Reproduction studies have been performed in rats at doses up to 6.6 times the human dose and have revealed no evidence of harm to the fetus caused by lidocaine HCl. There are, however, no adequate and well-controlled studies in pregnant women. Animal reproduction studies are not always predictive of human response. General consideration should be given to this fact before administering lidocaine HCl to women of childbearing potential, especially during early pregnancy when maximum organogenesis takes place.
Local anesthetics rapidly cross the placenta and when used for epidural, paracervical, pudendal or caudal block anesthesia, can cause varying degrees of maternal, fetal and neonatal toxicity (see CLINICAL PHARMACOLOGY, Pharmacokinetics and Metabolism). The potential for toxicity depends upon the procedure performed, the type and amount of drug used, and the technique of drug administration. Adverse reactions in the parturient, fetus and neonate involve alterations of the central nervous system, peripheral vascular tone and cardiac function.
Maternal hypotension has resulted from regional anesthesia. Local anesthetics produce vasodilation by blocking sympathetic nerves. Elevating the patient’s legs and positioning her on her left side will help prevent decreases in blood pressure.
The fetal heart rate also should be monitored continuously, and electronic fetal monitoring is highly advisable.

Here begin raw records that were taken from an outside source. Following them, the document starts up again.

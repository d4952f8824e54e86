//! Pattern bindings: roles bound to a family of resources rather than to one
//! type key.
//!
//! * `*` matches every key.
//! * `prefix*` matches keys starting with `prefix`.
//! * `/path` and `/path*` match against the path part of an IRI. A path with
//!   a trailing slash also matches the exact rule without it, while sub-path
//!   rules (`/path/*`) only match below the slash.
//! * Any other use of `*` is a wildcard over the whole key (or path).

use std::collections::{BTreeMap, BTreeSet};

use regex::Regex;

use super::Role;
use crate::{Error, Result};

#[derive(Debug, Clone, Default)]
pub struct RoleMatcher {
    prefixes: Vec<(String, Role)>,
    paths: BTreeMap<String, BTreeSet<Role>>,
    path_prefixes: Vec<(String, Role)>,
    wildcards: Vec<(Regex, bool, Role)>,
}

impl RoleMatcher {
    /// Whether `key` is handled by a matcher rather than an exact lookup.
    #[must_use]
    pub fn is_pattern(key: &str) -> bool {
        key.contains('*') || key.starts_with('/')
    }

    pub fn add(&mut self, pattern: &str, role: Role) -> Result<()> {
        let on_path = pattern.starts_with('/');
        let stars = pattern.matches('*').count();
        if stars == 0 {
            self.paths
                .entry(pattern.to_owned())
                .or_default()
                .insert(role);
        } else if stars == 1 && pattern.ends_with('*') {
            let prefix = pattern[..pattern.len() - 1].to_owned();
            if on_path {
                self.path_prefixes.push((prefix, role));
            } else {
                self.prefixes.push((prefix, role));
            }
        } else {
            let expression = pattern
                .split('*')
                .map(regex::escape)
                .collect::<Vec<_>>()
                .join(".*");
            let regex = Regex::new(&format!("^{expression}$"))
                .map_err(|err| Error::InvalidArgument(format!("pattern {pattern}: {err}")))?;
            self.wildcards.push((regex, on_path, role));
        }
        Ok(())
    }

    #[must_use]
    pub fn is_empty(&self) -> bool {
        self.prefixes.is_empty()
            && self.paths.is_empty()
            && self.path_prefixes.is_empty()
            && self.wildcards.is_empty()
    }

    /// Adds every role whose pattern matches `key` to `into`.
    pub fn find(&self, key: &str, into: &mut BTreeSet<Role>) {
        into.extend(
            self.prefixes
                .iter()
                .filter(|(prefix, _)| key.starts_with(prefix.as_str()))
                .map(|(_, role)| role.clone()),
        );

        let path = path_of(key);
        if let Some(path) = path {
            if let Some(roles) = self.paths.get(path) {
                into.extend(roles.iter().cloned());
            }
            let trimmed = path.trim_end_matches('/');
            if trimmed != path && !trimmed.is_empty() {
                if let Some(roles) = self.paths.get(trimmed) {
                    into.extend(roles.iter().cloned());
                }
            }
            into.extend(
                self.path_prefixes
                    .iter()
                    .filter(|(prefix, _)| path.starts_with(prefix.as_str()))
                    .map(|(_, role)| role.clone()),
            );
        }

        for (regex, on_path, role) in &self.wildcards {
            let subject = if *on_path { path } else { Some(key) };
            if subject.is_some_and(|subject| regex.is_match(subject)) {
                into.insert(role.clone());
            }
        }
    }
}

/// Path part of an IRI with an authority, or the key itself when it already
/// is a path.
fn path_of(key: &str) -> Option<&str> {
    if key.starts_with('/') {
        return Some(key);
    }
    let (_, rest) = key.split_once("://")?;
    let start = rest.find('/')?;
    let path = &rest[start..];
    let end = path.find(['?', '#']).unwrap_or(path.len());
    Some(&path[..end])
}

#[cfg(test)]
mod tests {
    use std::collections::BTreeSet;

    use rstest::rstest;

    use super::{path_of, RoleMatcher};
    use crate::mapper::Role;

    fn matcher() -> RoleMatcher {
        let mut matcher = RoleMatcher::default();
        for (pattern, name) in [
            ("/path", "Exact"),
            ("/path/*", "Sub"),
            ("/path*", "Starts"),
            ("urn:test:*", "Test"),
            ("*", "Anything"),
            ("http://*.example.org/*.ttl", "Turtle"),
        ] {
            matcher.add(pattern, Role::concept(name)).expect("pattern");
        }
        matcher
    }

    fn names(key: &str) -> Vec<String> {
        let mut roles = BTreeSet::new();
        matcher().find(key, &mut roles);
        roles
            .into_iter()
            .map(|role| role.name().to_owned())
            .collect()
    }

    #[rstest]
    #[case("http://example.com/path", vec!["Anything", "Exact", "Starts"])]
    #[case("http://example.com/path/", vec!["Anything", "Exact", "Starts", "Sub"])]
    #[case("http://example.com/path/child", vec!["Anything", "Starts", "Sub"])]
    #[case("http://example.com/pathology", vec!["Anything", "Starts"])]
    #[case("urn:test:Person", vec!["Anything", "Test"])]
    #[case("http://data.example.org/dump.ttl", vec!["Anything", "Turtle"])]
    fn matches_patterns(#[case] key: &str, #[case] expected: Vec<&str>) {
        assert_eq!(names(key), expected);
    }

    #[test]
    fn extracts_paths() {
        assert_eq!(path_of("http://example.com/a/b?q=1"), Some("/a/b"));
        assert_eq!(path_of("http://example.com/a#frag"), Some("/a"));
        assert_eq!(path_of("http://example.com"), None);
        assert_eq!(path_of("urn:test:x"), None);
        assert_eq!(path_of("/local"), Some("/local"));
    }

    #[test]
    fn recognizes_patterns() {
        assert!(RoleMatcher::is_pattern("*"));
        assert!(RoleMatcher::is_pattern("/path"));
        assert!(!RoleMatcher::is_pattern("urn:test:Person"));
    }
}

Epidural, spinal, paracervical, or pudendal anesthesia may alter the forces of parturition through changes in uterine contractility or maternal expulsive efforts. In one study, paracervical block anesthesia was associated with a decrease in the mean duration of first stage labor and facilitation of cervical dilation. However, spinal and epidural anesthesia have also been reported to prolong the second stage of labor by removing the parturient’s reflex urge to bear down or by interfering with motor function. The use of obstetrical anesthesia may increase the need for forceps assistance.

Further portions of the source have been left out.